▸ What is expected
Report each line from the entries in which "CompletionPayload" can be found.

▸ Saved entries
—————
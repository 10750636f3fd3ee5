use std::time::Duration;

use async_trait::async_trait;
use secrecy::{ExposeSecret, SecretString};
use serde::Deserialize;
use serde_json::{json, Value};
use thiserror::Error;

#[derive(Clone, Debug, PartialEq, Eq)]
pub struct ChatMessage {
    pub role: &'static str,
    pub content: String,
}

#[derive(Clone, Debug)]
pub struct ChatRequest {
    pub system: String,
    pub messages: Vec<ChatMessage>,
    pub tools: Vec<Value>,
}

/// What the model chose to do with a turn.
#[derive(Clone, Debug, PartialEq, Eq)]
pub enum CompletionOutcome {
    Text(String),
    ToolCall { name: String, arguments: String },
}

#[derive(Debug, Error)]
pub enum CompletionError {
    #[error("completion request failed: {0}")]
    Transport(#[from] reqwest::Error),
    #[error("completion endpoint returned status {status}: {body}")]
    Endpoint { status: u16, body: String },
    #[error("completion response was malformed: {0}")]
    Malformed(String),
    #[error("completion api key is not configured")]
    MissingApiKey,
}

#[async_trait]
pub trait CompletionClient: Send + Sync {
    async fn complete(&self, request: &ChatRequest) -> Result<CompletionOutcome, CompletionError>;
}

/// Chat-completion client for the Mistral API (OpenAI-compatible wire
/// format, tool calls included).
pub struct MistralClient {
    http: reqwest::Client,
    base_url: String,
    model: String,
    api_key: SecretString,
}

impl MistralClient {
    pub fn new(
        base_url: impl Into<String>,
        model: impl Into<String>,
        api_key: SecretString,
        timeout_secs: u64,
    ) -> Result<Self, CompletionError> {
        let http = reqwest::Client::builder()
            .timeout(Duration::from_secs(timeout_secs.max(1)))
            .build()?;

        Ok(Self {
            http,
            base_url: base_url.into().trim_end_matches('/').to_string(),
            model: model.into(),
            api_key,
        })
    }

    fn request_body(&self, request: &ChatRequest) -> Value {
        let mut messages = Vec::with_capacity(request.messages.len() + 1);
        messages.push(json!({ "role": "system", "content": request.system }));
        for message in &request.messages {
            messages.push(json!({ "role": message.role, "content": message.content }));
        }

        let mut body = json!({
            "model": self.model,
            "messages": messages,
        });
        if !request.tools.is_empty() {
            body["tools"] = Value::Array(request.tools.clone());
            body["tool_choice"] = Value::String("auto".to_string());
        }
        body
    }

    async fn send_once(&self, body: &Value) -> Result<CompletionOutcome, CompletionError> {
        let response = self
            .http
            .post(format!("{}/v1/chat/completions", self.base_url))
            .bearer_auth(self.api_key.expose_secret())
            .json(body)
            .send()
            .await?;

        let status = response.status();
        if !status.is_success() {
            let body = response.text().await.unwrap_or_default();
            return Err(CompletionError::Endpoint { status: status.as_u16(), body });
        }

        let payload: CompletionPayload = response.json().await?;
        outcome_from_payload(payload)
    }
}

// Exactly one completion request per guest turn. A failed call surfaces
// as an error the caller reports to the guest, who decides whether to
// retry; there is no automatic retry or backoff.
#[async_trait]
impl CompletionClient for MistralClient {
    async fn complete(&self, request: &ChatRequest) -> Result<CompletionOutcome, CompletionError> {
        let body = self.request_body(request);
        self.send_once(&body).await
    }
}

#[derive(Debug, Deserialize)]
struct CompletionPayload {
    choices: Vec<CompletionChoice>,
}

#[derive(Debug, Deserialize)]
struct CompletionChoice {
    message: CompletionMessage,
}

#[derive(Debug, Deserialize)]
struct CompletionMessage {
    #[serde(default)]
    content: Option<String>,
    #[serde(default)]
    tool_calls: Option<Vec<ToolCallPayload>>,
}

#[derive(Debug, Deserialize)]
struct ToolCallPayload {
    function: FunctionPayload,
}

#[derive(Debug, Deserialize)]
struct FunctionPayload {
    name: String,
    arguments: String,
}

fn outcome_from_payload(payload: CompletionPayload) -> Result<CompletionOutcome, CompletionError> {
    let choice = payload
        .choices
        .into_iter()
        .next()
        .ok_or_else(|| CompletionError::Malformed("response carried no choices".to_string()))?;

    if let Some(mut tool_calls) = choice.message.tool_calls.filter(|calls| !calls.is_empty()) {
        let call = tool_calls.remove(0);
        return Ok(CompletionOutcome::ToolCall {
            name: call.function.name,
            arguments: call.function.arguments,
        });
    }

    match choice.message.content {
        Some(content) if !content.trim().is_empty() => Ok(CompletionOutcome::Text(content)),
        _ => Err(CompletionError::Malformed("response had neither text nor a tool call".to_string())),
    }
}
—————
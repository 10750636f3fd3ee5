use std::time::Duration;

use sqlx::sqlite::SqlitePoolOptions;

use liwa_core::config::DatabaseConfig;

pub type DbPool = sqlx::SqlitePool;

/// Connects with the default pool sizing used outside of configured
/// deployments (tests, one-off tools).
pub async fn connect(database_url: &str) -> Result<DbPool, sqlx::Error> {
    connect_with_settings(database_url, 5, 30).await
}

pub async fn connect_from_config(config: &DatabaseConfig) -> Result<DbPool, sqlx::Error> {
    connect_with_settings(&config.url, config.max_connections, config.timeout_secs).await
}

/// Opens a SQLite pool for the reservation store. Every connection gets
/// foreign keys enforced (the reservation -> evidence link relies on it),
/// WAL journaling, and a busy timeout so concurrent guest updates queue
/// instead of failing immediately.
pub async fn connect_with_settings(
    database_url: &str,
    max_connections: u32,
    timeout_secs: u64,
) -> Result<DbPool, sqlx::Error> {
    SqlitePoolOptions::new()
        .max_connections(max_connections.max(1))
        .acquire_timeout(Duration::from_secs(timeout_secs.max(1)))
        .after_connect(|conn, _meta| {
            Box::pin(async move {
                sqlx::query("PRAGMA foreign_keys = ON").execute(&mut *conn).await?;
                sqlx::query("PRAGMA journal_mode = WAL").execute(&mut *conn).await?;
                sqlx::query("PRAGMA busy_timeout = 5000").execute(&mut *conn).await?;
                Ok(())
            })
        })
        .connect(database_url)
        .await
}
—————
▸ Exercise result
        let payload: CompletionPayload = response.json().await?;
struct CompletionPayload {
fn outcome_from_payload(payload: CompletionPayload) -> Result<CompletionOutcome, CompletionError> {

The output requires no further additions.